Second, data analytics and digital capabilities. Biggest on the transformation agenda of organizations is becoming better ‘digitally’ than competition in order to gain deeper customer insights and be able to deliver digitally integrated solutions. Digital upskilling of both legacy employees and millennials is the front runner, and happens to be the most challenging bottleneck organizations are facing in their transformation journey, today. Given this backdrop, organization want incoming managers to be data science ‘appreciative’ and digitally ‘proficient’; programming skills that lead to robotic process automation, artificial intelligence, machine learning and prescriptive analytics are no more luxuries, but are basic necessities and hygiene factors.

Business schools need to not only teach the science of data, statistics and associated theoretical elements, but also how such ‘digital’ capabilities can be leveraged by organizations in their functional domains like marketing, finance, operations, human resources and strategy decisions thereby impacting the stakeholders. The B-school needs to deliver a functionally integrated ‘working and expert’ level proficiency in this area; the curricula needs to factor this!

Third, empathy and people skills; a largely neglected area in the B-school curricula today. It entails ability to see from other’s perspectives. In today’s business world managers are expected to hit the ground running, taking on responsibilities and delivering outcomes working along with small to medium sized teams. Leadership roles, or for that matter even being part of a large team, demand high levels of emotional stability, an awareness of the importance of empathy, people skills and the ability to work along with teams, and where ever possible to understand the nuances underlying such dynamics!

Over the years, business school curricula have evolved to be strong on the ‘knowledge’ component; areas that form the core of functional specializations encompassing economics, marketing, finance, operations human resources and organizational development. The ‘skill’ and ‘behavioural’ themes need more focus and B-schools need to equip outgoing student with such skill-sets and behavioural traits, as they transition out to the industry!

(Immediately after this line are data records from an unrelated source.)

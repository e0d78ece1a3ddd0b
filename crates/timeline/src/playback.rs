use crate::Seconds;

/// Playhead position plus the tick-driven playback clock.
#[derive(Debug, Default, Clone, PartialEq)]
pub struct PlaybackClock {
    time: Seconds,
    playing: bool,
    scrubbing: bool,
}

impl PlaybackClock {
    pub fn time(&self) -> Seconds {
        self.time
    }

    pub fn is_playing(&self) -> bool {
        self.playing
    }

    pub fn is_scrubbing(&self) -> bool {
        self.scrubbing
    }

    pub fn seek_to(&mut self, time: Seconds, total: Seconds) -> Seconds {
        if time.is_finite() {
            self.time = time.clamp(0.0, total.max(0.0));
        }
        self.time
    }

    /// Keep the playhead inside a (possibly shrunk) timeline.
    pub fn reclamp(&mut self, total: Seconds) {
        self.time = self.time.clamp(0.0, total.max(0.0));
    }

    pub fn play(&mut self, total: Seconds) {
        if self.time >= total {
            self.time = 0.0;
        }
        self.playing = true;
    }

    pub fn pause(&mut self) {
        self.playing = false;
    }

    pub fn toggle(&mut self, total: Seconds) -> bool {
        if self.playing {
            self.pause();
        } else {
            self.play(total);
        }
        self.playing
    }

    /// Advance one animation tick. Reaching the end stops playback and rewinds to 0.
    pub fn tick(&mut self, step: Seconds, total: Seconds) -> Seconds {
        if !self.playing {
            return self.time;
        }
        let next = self.time + step;
        if next >= total {
            self.playing = false;
            self.time = 0.0;
        } else {
            self.time = next;
        }
        self.time
    }

    pub fn begin_scrub(&mut self) {
        self.scrubbing = true;
    }

    pub fn end_scrub(&mut self) {
        self.scrubbing = false;
    }

    pub fn reset(&mut self) {
        *self = Self::default();
    }
}

/// `m:ss`, truncating fractional seconds.
pub fn format_clock(seconds: Seconds) -> String {
    let whole = seconds.max(0.0).floor() as u64;
    format!("{}:{:02}", whole / 60, whole % 60)
}

/// `m:ss.mmm`
pub fn format_precise(seconds: Seconds) -> String {
    let millis = (seconds.max(0.0) * 1000.0).round() as u64;
    let whole = millis / 1000;
    format!("{}:{:02}.{:03}", whole / 60, whole % 60, millis % 1000)
}

#[cfg(test)]
mod tests {
    use super::*;

    #[test]
    fn seek_is_clamped() {
        let mut clock = PlaybackClock::default();
        assert_eq!(clock.seek_to(-3.0, 20.0), 0.0);
        assert_eq!(clock.seek_to(25.0, 20.0), 20.0);
        assert_eq!(clock.seek_to(f64::NAN, 20.0), 20.0);
        assert_eq!(clock.seek_to(7.25, 20.0), 7.25);
    }

    #[test]
    fn tick_crossing_end_stops_and_rewinds() {
        let mut clock = PlaybackClock::default();
        clock.seek_to(20.0 - 0.01, 20.0);
        clock.play(20.0);
        assert!(clock.is_playing());
        let time = clock.tick(1.0 / 60.0, 20.0);
        assert_eq!(time, 0.0);
        assert!(!clock.is_playing());
    }

    #[test]
    fn tick_while_paused_is_noop() {
        let mut clock = PlaybackClock::default();
        clock.seek_to(3.0, 20.0);
        assert_eq!(clock.tick(1.0 / 60.0, 20.0), 3.0);
    }

    #[test]
    fn play_from_end_restarts() {
        let mut clock = PlaybackClock::default();
        clock.seek_to(20.0, 20.0);
        assert!(clock.toggle(20.0));
        assert_eq!(clock.time(), 0.0);
        assert!(!clock.toggle(20.0));
    }

    #[test]
    fn clock_formatting() {
        assert_eq!(format_clock(0.0), "0:00");
        assert_eq!(format_clock(59.9), "0:59");
        assert_eq!(format_clock(125.0), "2:05");
        assert_eq!(format_precise(65.5), "1:05.500");
    }
}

Co-creation of the curricula will be the solution! Business schools that can work very closely around the ‘recruiter agenda’, their transformation plans and becoming the extend arm of the recruiter’s ‘learning and development’ teams, will be the ones that can provide industry ready managers; active and carefully chosen ‘academic boards’ with eminent industry experts and stakeholders can infuse the required contemporariness.

Potential recruiters and business schools can identify customized internships and joint research projects for identified students. While the basic ‘academic core’ of the curricula will be evolved by the business school based on its stringent global benchmarking preserving the ‘academic rigor’, recruiters can provide value added guidance in the choice of specialized electives and can also participate with academic institutions in delivering the same.